A verbatim copy of every entry is required. Produce it now.

Stored dataset items:
┄┄┄┄┄┄┄┄┄┄┄┄┄┄┄┄┄┄┄┄

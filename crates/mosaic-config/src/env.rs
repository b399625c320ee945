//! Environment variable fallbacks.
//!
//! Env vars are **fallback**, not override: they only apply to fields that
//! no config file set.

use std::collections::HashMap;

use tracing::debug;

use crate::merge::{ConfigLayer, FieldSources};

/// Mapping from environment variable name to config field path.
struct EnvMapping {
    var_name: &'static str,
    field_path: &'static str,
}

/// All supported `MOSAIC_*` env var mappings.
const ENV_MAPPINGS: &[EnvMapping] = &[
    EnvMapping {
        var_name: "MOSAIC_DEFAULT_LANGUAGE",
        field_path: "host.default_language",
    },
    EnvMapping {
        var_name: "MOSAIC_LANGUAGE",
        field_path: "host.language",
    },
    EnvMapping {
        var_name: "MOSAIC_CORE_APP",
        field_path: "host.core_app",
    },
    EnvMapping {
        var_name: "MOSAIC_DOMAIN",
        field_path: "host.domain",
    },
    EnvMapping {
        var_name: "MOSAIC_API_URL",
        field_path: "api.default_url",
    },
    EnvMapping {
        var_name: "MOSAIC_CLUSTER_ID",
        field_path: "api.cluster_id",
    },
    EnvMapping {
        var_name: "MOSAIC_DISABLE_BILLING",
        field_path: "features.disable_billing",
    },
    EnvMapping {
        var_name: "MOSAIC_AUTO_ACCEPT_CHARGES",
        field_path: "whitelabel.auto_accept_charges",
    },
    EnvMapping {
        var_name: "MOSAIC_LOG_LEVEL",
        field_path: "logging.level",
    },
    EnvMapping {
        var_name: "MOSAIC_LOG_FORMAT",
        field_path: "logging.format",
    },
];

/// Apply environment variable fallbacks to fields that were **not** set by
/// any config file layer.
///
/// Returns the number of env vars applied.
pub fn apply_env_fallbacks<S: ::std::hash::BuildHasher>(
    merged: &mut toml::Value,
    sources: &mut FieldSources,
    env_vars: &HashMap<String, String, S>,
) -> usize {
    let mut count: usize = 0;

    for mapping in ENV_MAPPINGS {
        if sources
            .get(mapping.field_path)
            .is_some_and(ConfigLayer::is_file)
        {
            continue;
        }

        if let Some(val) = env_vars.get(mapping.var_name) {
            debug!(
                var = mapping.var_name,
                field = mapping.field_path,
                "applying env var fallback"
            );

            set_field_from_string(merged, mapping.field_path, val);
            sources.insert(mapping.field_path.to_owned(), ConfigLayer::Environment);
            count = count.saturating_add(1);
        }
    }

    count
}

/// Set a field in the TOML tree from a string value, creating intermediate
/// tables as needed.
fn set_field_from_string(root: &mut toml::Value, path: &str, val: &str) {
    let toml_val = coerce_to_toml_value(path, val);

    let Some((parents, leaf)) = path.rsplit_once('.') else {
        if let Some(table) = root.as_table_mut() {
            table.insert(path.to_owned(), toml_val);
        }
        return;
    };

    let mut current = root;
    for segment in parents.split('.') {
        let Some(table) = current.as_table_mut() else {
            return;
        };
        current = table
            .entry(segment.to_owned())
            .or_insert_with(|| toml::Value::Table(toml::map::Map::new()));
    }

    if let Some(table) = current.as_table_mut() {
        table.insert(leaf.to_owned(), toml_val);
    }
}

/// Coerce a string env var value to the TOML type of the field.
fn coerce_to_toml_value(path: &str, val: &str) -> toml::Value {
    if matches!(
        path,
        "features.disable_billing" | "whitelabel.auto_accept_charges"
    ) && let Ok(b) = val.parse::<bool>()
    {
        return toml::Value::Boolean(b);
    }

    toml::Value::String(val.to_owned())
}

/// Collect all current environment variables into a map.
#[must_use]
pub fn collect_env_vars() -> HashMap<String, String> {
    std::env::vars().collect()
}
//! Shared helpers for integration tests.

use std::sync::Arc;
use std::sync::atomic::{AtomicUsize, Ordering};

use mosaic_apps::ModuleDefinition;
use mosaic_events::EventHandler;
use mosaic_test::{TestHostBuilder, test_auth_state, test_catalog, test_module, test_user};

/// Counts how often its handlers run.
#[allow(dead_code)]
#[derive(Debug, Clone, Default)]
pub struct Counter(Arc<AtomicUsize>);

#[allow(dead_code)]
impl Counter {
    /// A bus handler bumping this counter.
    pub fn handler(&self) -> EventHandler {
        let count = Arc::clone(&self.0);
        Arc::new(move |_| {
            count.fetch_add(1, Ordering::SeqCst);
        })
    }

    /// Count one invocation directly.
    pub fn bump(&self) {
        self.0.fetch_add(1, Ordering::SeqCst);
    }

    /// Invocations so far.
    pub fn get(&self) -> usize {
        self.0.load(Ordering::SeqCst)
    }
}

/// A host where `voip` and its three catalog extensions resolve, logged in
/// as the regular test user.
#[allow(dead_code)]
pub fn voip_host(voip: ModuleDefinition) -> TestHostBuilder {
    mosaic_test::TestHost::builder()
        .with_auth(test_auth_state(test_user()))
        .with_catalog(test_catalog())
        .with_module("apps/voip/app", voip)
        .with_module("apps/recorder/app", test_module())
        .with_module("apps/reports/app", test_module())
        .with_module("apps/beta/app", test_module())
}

┄┄┄┄┄┄┄┄┄┄┄┄┄┄┄┄┄┄┄┄

Written solution:
filename crates/mosaic-config/src/env.rs
repository b399625c320ee945
//! Environment variable fallbacks.
//!
//! Env vars are **fallback**, not override: they only apply to fields that
//! no config file set.

use std::collections::HashMap;

use tracing::debug;

use crate::merge::{ConfigLayer, FieldSources};

/// Mapping from environment variable name to config field path.
struct EnvMapping {
    var_name: &'static str,
    field_path: &'static str,
}

/// All supported `MOSAIC_*` env var mappings.
const ENV_MAPPINGS: &[EnvMapping] = &[
    EnvMapping {
        var_name: "MOSAIC_DEFAULT_LANGUAGE",
        field_path: "host.default_language",
    },
    EnvMapping {
        var_name: "MOSAIC_LANGUAGE",
        field_path: "host.language",
    },
    EnvMapping {
        var_name: "MOSAIC_CORE_APP",
        field_path: "host.core_app",
    },
    EnvMapping {
        var_name: "MOSAIC_DOMAIN",
        field_path: "host.domain",
    },
    EnvMapping {
        var_name: "MOSAIC_API_URL",
        field_path: "api.default_url",
    },
    EnvMapping {
        var_name: "MOSAIC_CLUSTER_ID",
        field_path: "api.cluster_id",
    },
    EnvMapping {
        var_name: "MOSAIC_DISABLE_BILLING",
        field_path: "features.disable_billing",
    },
    EnvMapping {
        var_name: "MOSAIC_AUTO_ACCEPT_CHARGES",
        field_path: "whitelabel.auto_accept_charges",
    },
    EnvMapping {
        var_name: "MOSAIC_LOG_LEVEL",
        field_path: "logging.level",
    },
    EnvMapping {
        var_name: "MOSAIC_LOG_FORMAT",
        field_path: "logging.format",
    },
];

/// Apply environment variable fallbacks to fields that were **not** set by
/// any config file layer.
///
/// Returns the number of env vars applied.
pub fn apply_env_fallbacks<S: ::std::hash::BuildHasher>(
    merged: &mut toml::Value,
    sources: &mut FieldSources,
    env_vars: &HashMap<String, String, S>,
) -> usize {
    let mut count: usize = 0;

    for mapping in ENV_MAPPINGS {
        if sources
            .get(mapping.field_path)
            .is_some_and(ConfigLayer::is_file)
        {
            continue;
        }

        if let Some(val) = env_vars.get(mapping.var_name) {
            debug!(
                var = mapping.var_name,
                field = mapping.field_path,
                "applying env var fallback"
            );

            set_field_from_string(merged, mapping.field_path, val);
            sources.insert(mapping.field_path.to_owned(), ConfigLayer::Environment);
            count = count.saturating_add(1);
        }
    }

    count
}

/// Set a field in the TOML tree from a string value, creating intermediate
/// tables as needed.
fn set_field_from_string(root: &mut toml::Value, path: &str, val: &str) {
    let toml_val = coerce_to_toml_value(path, val);

    let Some((parents, leaf)) = path.rsplit_once('.') else {
        if let Some(table) = root.as_table_mut() {
            table.insert(path.to_owned(), toml_val);
        }
        return;
    };

    let mut current = root;
    for segment in parents.split('.') {
        let Some(table) = current.as_table_mut() else {
            return;
        };
        current = table
            .entry(segment.to_owned())
            .or_insert_with(|| toml::Value::Table(toml::map::Map::new()));
    }

    if let Some(table) = current.as_table_mut() {
        table.insert(leaf.to_owned(), toml_val);
    }
}

/// Coerce a string env var value to the TOML type of the field.
fn coerce_to_toml_value(path: &str, val: &str) -> toml::Value {
    if matches!(
        path,
        "features.disable_billing" | "whitelabel.auto_accept_charges"
    ) && let Ok(b) = val.parse::<bool>()
    {
        return toml::Value::Boolean(b);
    }

    toml::Value::String(val.to_owned())
}

/// Collect all current environment variables into a map.
#[must_use]
pub fn collect_env_vars() -> HashMap<String, String> {
    std::env::vars().collect()
}
//! Shared helpers for integration tests.

use std::sync::Arc;
use std::sync::atomic::{AtomicUsize, Ordering};

use mosaic_apps::ModuleDefinition;
use mosaic_events::EventHandler;
use mosaic_test::{TestHostBuilder, test_auth_state, test_catalog, test_module, test_user};

/// Counts how often its handlers run.
#[allow(dead_code)]
#[derive(Debug, Clone, Default)]
pub struct Counter(Arc<AtomicUsize>);

#[allow(dead_code)]
impl Counter {
    /// A bus handler bumping this counter.
    pub fn handler(&self) -> EventHandler {
        let count = Arc::clone(&self.0);
        Arc::new(move |_| {
            count.fetch_add(1, Ordering::SeqCst);
        })
    }

    /// Count one invocation directly.
    pub fn bump(&self) {
        self.0.fetch_add(1, Ordering::SeqCst);
    }

    /// Invocations so far.
    pub fn get(&self) -> usize {
        self.0.load(Ordering::SeqCst)
    }
}

/// A host where `voip` and its three catalog extensions resolve, logged in
/// as the regular test user.
#[allow(dead_code)]
pub fn voip_host(voip: ModuleDefinition) -> TestHostBuilder {
    mosaic_test::TestHost::builder()
        .with_auth(test_auth_state(test_user()))
        .with_catalog(test_catalog())
        .with_module("apps/voip/app", voip)
        .with_module("apps/recorder/app", test_module())
        .with_module("apps/reports/app", test_module())
        .with_module("apps/beta/app", test_module())
}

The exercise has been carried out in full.